── DATA SUPPLIED
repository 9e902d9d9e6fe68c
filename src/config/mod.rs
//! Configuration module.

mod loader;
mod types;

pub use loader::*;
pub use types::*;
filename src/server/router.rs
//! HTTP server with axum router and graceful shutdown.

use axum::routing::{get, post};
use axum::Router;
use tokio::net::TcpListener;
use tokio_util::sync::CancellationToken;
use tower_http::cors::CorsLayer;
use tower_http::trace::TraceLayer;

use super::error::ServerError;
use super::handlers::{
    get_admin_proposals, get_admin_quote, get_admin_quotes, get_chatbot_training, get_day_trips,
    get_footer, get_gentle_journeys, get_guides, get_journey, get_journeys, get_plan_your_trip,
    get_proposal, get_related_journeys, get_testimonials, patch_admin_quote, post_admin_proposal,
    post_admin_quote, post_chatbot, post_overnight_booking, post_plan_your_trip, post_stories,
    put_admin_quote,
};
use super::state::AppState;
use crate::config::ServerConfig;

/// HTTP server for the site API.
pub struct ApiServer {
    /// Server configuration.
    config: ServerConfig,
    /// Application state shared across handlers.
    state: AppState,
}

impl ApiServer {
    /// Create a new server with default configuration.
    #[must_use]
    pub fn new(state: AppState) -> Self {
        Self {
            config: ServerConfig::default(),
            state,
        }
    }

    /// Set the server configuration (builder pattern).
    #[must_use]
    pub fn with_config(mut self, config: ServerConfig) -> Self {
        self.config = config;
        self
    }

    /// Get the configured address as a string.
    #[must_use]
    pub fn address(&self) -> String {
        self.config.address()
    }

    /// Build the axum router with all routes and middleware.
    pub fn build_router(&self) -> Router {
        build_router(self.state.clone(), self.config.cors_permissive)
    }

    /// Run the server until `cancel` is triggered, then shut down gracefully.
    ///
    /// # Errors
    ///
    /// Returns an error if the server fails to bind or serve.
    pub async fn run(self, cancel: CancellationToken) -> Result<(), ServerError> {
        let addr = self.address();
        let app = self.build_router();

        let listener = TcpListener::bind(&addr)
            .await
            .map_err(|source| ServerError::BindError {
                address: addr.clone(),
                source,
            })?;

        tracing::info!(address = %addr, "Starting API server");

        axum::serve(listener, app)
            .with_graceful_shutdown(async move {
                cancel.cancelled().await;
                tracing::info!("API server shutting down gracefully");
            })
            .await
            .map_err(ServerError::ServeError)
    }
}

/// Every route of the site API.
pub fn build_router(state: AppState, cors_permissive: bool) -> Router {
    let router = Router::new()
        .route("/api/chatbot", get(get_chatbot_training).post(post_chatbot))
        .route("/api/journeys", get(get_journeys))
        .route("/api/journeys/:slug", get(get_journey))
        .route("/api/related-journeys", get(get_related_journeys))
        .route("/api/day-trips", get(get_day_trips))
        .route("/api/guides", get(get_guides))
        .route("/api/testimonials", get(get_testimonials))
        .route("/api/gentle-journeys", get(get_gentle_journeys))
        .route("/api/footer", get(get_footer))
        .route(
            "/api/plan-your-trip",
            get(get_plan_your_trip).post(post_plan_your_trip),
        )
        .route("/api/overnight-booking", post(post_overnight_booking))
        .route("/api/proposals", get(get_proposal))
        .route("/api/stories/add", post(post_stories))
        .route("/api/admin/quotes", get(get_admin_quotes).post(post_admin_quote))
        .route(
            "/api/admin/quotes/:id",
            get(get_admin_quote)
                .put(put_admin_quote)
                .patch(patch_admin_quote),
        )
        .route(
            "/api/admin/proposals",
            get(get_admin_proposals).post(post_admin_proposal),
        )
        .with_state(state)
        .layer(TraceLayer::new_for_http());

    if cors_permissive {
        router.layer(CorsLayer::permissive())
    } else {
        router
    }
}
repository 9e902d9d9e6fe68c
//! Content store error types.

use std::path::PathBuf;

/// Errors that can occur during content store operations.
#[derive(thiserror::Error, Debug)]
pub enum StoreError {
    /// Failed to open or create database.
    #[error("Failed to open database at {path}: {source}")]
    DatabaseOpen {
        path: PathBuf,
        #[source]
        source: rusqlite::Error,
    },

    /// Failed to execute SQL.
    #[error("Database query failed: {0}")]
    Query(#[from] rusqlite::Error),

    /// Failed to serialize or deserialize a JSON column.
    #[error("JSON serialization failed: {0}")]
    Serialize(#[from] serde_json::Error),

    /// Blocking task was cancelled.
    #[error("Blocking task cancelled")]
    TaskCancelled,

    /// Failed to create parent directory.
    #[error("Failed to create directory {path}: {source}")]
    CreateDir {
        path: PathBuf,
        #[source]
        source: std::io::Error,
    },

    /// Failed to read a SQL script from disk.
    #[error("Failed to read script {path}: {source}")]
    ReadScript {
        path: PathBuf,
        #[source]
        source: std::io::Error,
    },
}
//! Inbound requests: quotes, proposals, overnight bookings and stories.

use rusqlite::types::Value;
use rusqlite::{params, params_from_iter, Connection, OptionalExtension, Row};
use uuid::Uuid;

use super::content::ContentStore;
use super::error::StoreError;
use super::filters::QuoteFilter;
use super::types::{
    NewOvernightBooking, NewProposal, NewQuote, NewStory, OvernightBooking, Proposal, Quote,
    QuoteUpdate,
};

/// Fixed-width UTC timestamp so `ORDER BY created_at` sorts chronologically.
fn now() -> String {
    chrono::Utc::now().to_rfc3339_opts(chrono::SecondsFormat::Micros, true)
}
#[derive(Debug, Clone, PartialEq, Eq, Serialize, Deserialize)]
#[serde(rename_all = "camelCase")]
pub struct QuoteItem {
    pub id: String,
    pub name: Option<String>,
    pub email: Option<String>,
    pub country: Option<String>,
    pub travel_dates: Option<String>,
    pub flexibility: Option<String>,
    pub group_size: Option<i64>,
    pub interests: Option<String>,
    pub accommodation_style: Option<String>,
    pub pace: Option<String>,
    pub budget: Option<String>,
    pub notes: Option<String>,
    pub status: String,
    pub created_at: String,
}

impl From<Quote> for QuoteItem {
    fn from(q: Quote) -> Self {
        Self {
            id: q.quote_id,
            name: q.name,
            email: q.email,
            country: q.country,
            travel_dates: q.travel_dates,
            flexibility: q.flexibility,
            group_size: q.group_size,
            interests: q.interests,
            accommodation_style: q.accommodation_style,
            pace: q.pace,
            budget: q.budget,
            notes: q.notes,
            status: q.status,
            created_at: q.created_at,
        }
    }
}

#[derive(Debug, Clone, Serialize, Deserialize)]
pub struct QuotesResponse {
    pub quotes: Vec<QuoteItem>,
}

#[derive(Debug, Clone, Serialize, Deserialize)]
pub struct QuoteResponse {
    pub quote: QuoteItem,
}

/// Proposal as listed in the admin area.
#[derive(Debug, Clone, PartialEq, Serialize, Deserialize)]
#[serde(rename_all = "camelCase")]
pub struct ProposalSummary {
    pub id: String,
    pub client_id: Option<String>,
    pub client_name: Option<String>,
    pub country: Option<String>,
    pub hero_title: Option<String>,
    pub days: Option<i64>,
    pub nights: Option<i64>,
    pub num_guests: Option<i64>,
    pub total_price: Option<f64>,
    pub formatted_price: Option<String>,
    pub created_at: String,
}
────
── DATA SUPPLIED
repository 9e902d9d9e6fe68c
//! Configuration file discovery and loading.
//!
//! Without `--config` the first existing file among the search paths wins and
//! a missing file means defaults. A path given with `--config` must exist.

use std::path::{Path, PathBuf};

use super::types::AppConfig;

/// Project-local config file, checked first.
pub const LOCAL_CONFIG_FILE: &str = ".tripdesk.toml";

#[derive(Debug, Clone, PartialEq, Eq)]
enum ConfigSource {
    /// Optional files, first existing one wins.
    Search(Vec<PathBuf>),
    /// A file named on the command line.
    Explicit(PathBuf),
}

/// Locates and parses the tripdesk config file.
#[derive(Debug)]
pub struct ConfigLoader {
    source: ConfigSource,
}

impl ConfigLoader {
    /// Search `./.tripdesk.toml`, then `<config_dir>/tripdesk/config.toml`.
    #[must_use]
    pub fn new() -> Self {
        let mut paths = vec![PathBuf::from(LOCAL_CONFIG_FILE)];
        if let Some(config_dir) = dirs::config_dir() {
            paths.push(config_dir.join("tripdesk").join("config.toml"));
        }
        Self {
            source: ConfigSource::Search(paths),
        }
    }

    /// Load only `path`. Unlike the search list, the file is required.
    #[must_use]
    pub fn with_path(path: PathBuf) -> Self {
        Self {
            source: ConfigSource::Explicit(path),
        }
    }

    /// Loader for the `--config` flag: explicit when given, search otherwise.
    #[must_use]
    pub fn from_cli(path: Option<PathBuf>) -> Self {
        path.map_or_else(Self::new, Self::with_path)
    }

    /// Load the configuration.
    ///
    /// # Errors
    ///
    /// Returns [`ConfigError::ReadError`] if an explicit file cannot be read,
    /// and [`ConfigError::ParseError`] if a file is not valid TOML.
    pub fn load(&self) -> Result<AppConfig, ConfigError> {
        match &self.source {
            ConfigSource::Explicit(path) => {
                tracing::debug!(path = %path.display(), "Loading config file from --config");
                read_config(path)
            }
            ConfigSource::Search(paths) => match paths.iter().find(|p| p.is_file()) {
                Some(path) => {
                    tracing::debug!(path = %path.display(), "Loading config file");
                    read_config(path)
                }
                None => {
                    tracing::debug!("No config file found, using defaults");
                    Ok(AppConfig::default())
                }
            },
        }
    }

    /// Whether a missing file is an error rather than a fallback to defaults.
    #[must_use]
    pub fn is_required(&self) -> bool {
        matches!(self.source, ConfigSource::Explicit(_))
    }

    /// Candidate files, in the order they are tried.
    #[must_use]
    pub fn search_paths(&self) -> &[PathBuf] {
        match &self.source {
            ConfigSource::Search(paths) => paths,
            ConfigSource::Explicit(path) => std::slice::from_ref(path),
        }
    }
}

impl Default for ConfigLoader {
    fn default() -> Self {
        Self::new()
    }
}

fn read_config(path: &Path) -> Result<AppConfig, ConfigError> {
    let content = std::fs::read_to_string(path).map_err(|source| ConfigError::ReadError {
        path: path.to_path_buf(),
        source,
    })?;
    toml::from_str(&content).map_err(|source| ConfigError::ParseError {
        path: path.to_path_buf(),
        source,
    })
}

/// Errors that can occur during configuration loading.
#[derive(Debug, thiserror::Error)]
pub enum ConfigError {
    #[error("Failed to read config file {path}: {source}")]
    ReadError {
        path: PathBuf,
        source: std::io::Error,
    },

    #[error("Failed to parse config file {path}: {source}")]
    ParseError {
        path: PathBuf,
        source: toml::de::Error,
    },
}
────
*WORK INSTRUCTIONS*: Find each line in the records holding the string "super" and show it.

*YOUR SOLUTION*:
use super::error::ServerError;
use super::handlers::{
use super::state::AppState;
use super::content::ContentStore;
use super::error::StoreError;
use super::filters::QuoteFilter;
use super::types::{
use super::types::AppConfig;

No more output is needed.